强化学习 ---baselines项目之 Atari游戏的网络结构解析

这个baselines项目设计的比较灵活,结构有点复杂。由于项目庞大,各个函数之间又是相互调用,有时候从一个函数追溯下去,可以追溯6,7层,每个函数的超参数又特别多,很容易把人搞晕。
      接下来只看DQN部分的源码,其他无关的先不看,沿着一条线分解它!接下来进行一个递归游戏,一层一层的深入探索,探索到尽头再返回,当然中途适当剪剪枝,跟网络图无关的部分先不访问!
     首先,我们找递归入口,在deepq下有个experiments,这下面全是实例,pong就是一个Atari游戏的实验。
在这里插入图片描述
以下是trian_pong的代码


1.

from baselines import deepq
from baselines import bench
from baselines import logger
from baselines.common.atari_wrappers import make_atari
import numpy as np
np.seterr(invalid='ignore')

def main():
    logger.configure()
    env = make_atari('PongNoFrameskip-v4')
    env = bench.Monitor(env, logger.get_dir())
    env = deepq.wrap_atari_dqn(env)
    model = deepq.learn(
        env,
        "conv_only",
        convs=[(32, 8, 4), (64, 4, 2), (64, 3, 1)],
        hiddens=[256],
        dueling=True,
        lr=1e-4,
        total_timesteps=int(1e7),
        buffer_size=10000,
        exploration_fraction=0.1,
        exploration_final_eps=0.01,
        train_freq=4,
        learning_starts=10000,
        target_network_update_freq=1000,
        gamma=0.99,
    )
    deepq.learn()

    model.save('pong_model.pkl')
    env.close()

if __name__ == '__main__':
    main()

以上代码主要调用了deepq文件。并且仔细看下deepq.learn()方法,参数很多,我们先关注它的网络结构,明显卷积层conv和全连接层hiddens是属于网络结构部分。按住ctrl点击learn,会跳转到learn()方法位置。以下是learn()的超参数。别怕,看起来多,其实没想象的复杂,因为它的复杂是你想象不到的


2.

def learn(env,
          network,
          seed=None,
          lr=5e-4,
          total_timesteps=100000,
          buffer_size=50000,
          exploration_fraction=0.1,
          exploration_final_eps=0.02,
          train_freq=1,
          batch_size=32,
          print_freq=100,
          checkpoint_freq=10000,
          checkpoint_path=None,
          learning_starts=1000,
          gamma=1.0,
          target_network_update_freq=500,
          prioritized_replay=False,
          prioritized_replay_alpha=0.6,
          prioritized_replay_beta0=0.4,
          prioritized_replay_beta_iters=None,
          prioritized_replay_eps=1e-6,
          param_noise=False,
          callback=None,
          load_path=None,
          **network_kwargs
          ):

可是这里面没有出现参数convs等,那就说明这些参数是在 **network_kwargs(一个字典)里面经过仔细对比可知:

**network_kwargs里有{convs, hiddens,dueling}这3个
再看以下哪个函数用到了 **network_kwargs


3.

q_func = build_q_func(network, **network_kwargs)

只有这一条用到了,nice!点进去,发现新的天地


4.

def build_q_func(network, hiddens=[256], dueling=True, layer_norm=False, **network_kwargs):
    if isinstance(network, str):
        from baselines.common.models import get_network_builder
       # print('network:',network)
        network = get_network_builder(network)(**network_kwargs)
       # print('network:', network)
    def q_func_builder(input_placeholder, num_actions, scope, reuse=False):
        with tf.variable_scope(scope, reuse=reuse):
            latent = network(input_placeholder)
            if isinstance(latent, tuple):
                if latent[1] is not None:
                    raise NotImplementedError("DQN is not compatible with recurrent policies yet")
                latent = latent[0]

            latent = layers.flatten(latent)

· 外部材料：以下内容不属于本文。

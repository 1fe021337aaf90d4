//! The published dashboard and the reload cycle that replaces it.
//!
//! A reload runs load, aggregate and present to completion off to the side, then swaps the new
//! `Dashboard` into the published slot in one step. Readers only ever clone the `Arc` that is in
//! the slot, so they see either the old dashboard or the new one, never a mix. Reloads are
//! admitted one at a time.

use crate::aggregate::weekly_summary;
use crate::load;
use crate::model::UnitsSource;
use crate::present::Dashboard;
use crate::Config;
use crate::Result;
use serde::{Deserialize, Serialize};
use std::path::PathBuf;
use std::sync::atomic::{AtomicU64, Ordering};
use std::sync::{Arc, Mutex, RwLock};
use tracing::{debug, error, info};

/// Where a reload reads its CSV from.
#[derive(Debug, Clone, Eq, PartialEq)]
pub enum Source {
    /// A file on disk, normally the configured source.
    Path(PathBuf),
    /// The bytes of an uploaded file.
    Upload { name: String, bytes: Vec<u8> },
}

impl Source {
    pub fn describe(&self) -> String {
        match self {
            Source::Path(path) => path.display().to_string(),
            Source::Upload { name, .. } => format!("upload: {name}"),
        }
    }
}

#[derive(Debug, Default, Copy, Clone, Eq, PartialEq, Serialize, Deserialize)]
#[serde(rename_all = "snake_case")]
pub enum ReloadState {
    #[default]
    Idle,
    Loading,
}

serde_plain::derive_display_from_serialize!(ReloadState);
serde_plain::derive_fromstr_from_deserialize!(ReloadState);

/// Runs one full cycle (load, aggregate, present) for `source`. Touches no shared state.
pub async fn build(source: &Source, units: &UnitsSource) -> Result<Dashboard> {
    let transactions = match source {
        Source::Path(path) => load::load_path(path, units).await?,
        Source::Upload { bytes, .. } => load::load_bytes(bytes, units)?,
    };
    let summary = weekly_summary(transactions.data())?;
    debug!(
        "Aggregated {} rows into {} weeks",
        transactions.len(),
        summary.len()
    );
    Ok(Dashboard::new(source.describe(), &transactions, summary))
}

/// Owns the published dashboard. Cheap to clone; clones share the same slot.
#[derive(Debug, Clone)]
pub struct AppState {
    config: Arc<Config>,
    published: Arc<RwLock<Option<Arc<Dashboard>>>>,
    reload_state: Arc<Mutex<ReloadState>>,
    admission: Arc<tokio::sync::Mutex<()>>,
    /// The id of the last published snapshot.
    snapshots: Arc<AtomicU64>,
}

impl AppState {
    /// Creates a state with nothing published yet.
    pub fn new(config: Config) -> Self {
        Self {
            config: Arc::new(config),
            published: Arc::new(RwLock::new(None)),
            reload_state: Arc::new(Mutex::new(ReloadState::Idle)),
            admission: Arc::new(tokio::sync::Mutex::new(())),
            snapshots: Arc::new(AtomicU64::new(0)),
        }
    }

    pub fn config(&self) -> &Config {
        &self.config
    }

    /// The currently published dashboard, if any load has succeeded yet.
    pub fn current(&self) -> Option<Arc<Dashboard>> {
        self.published
            .read()
            .unwrap_or_else(|poisoned| poisoned.into_inner())
            .clone()
    }

    pub fn reload_state(&self) -> ReloadState {
        *self
            .reload_state
            .lock()
            .unwrap_or_else(|poisoned| poisoned.into_inner())
    }

    /// Re-reads the configured source.
    pub async fn reload(&self) -> Result<Arc<Dashboard>> {
        let source = Source::Path(self.config.source().to_path_buf());
        self.reload_from(source).await
    }

    /// Runs a full cycle for `source` and publishes the result. On failure nothing is published
    /// and the previous dashboard stays in place.
    pub async fn reload_from(&self, source: Source) -> Result<Arc<Dashboard>> {
        let _admitted = self.admission.lock().await;
        let _loading = LoadingGuard::enter(&self.reload_state);
        info!("Reloading from {}", source.describe());

        match build(&source, self.config.units()).await {
            Ok(dashboard) => Ok(self.publish(dashboard)),
            Err(e) => {
                error!("Reload from {} failed: {e:#}", source.describe());
                Err(e)
            }
        }
    }

    /// Tags `dashboard` with the next snapshot id and swaps it into the published slot.
    fn publish(&self, mut dashboard: Dashboard) -> Arc<Dashboard> {
        dashboard.set_snapshot(self.snapshots.fetch_add(1, Ordering::Relaxed) + 1);
        let dashboard = Arc::new(dashboard);
        let previous = self
            .published
            .write()
            .unwrap_or_else(|poisoned| poisoned.into_inner())
            .replace(Arc::clone(&dashboard));
        info!(
            "Published snapshot {}: {} weeks and {} rows from {} (replaced: {})",
            dashboard.snapshot(),
            dashboard.summary().len(),
            dashboard.grid().rows().len(),
            dashboard.source(),
            previous.is_some()
        );
        dashboard
    }
}

/// Holds `ReloadState::Loading` for as long as it lives.
struct LoadingGuard<'a>(&'a Mutex<ReloadState>);

impl<'a> LoadingGuard<'a> {
    fn enter(state: &'a Mutex<ReloadState>) -> Self {
        *state.lock().unwrap_or_else(|poisoned| poisoned.into_inner()) = ReloadState::Loading;
        Self(state)
    }
}

impl Drop for LoadingGuard<'_> {
    fn drop(&mut self) {
        *self.0.lock().unwrap_or_else(|poisoned| poisoned.into_inner()) = ReloadState::Idle;
    }
}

            with tf.variable_scope("action_value"):
                action_out = latent
                for hidden in hiddens:
                    action_out = layers.fully_connected(action_out, num_outputs=hidden, activation_fn=None)
                    if layer_norm:
                        action_out = layers.layer_norm(action_out, center=True, scale=True)
                    action_out = tf.nn.relu(action_out)
                action_scores = layers.fully_connected(action_out, num_outputs=num_actions, activation_fn=None)

            if dueling:
                with tf.variable_scope("state_value"):
                    state_out = latent
                    for hidden in hiddens:
                        state_out = layers.fully_connected(state_out, num_outputs=hidden, activation_fn=None)
                        if layer_norm:
                            state_out = layers.layer_norm(state_out, center=True, scale=True)
                        state_out = tf.nn.relu(state_out)
                    state_score = layers.fully_connected(state_out, num_outputs=1, activation_fn=None)
                action_scores_mean = tf.reduce_mean(action_scores, 1)
                action_scores_centered = action_scores - tf.expand_dims(action_scores_mean, 1)
                q_out = state_score + action_scores_centered
            else:
                q_out = action_scores
            return q_out

    return q_func_builder

很接近了,这个明显就是在构建网络结构了, **network_kwargs里面使用了两个参数,还剩下‘conv’ 没用,看3可以知道它返回的是一个函数,也就是这里面的q_func_builder,看这个函数前,还要进入下一层探索,先看下开头的这行


5.

network = get_network_builder(network)(**network_kwargs)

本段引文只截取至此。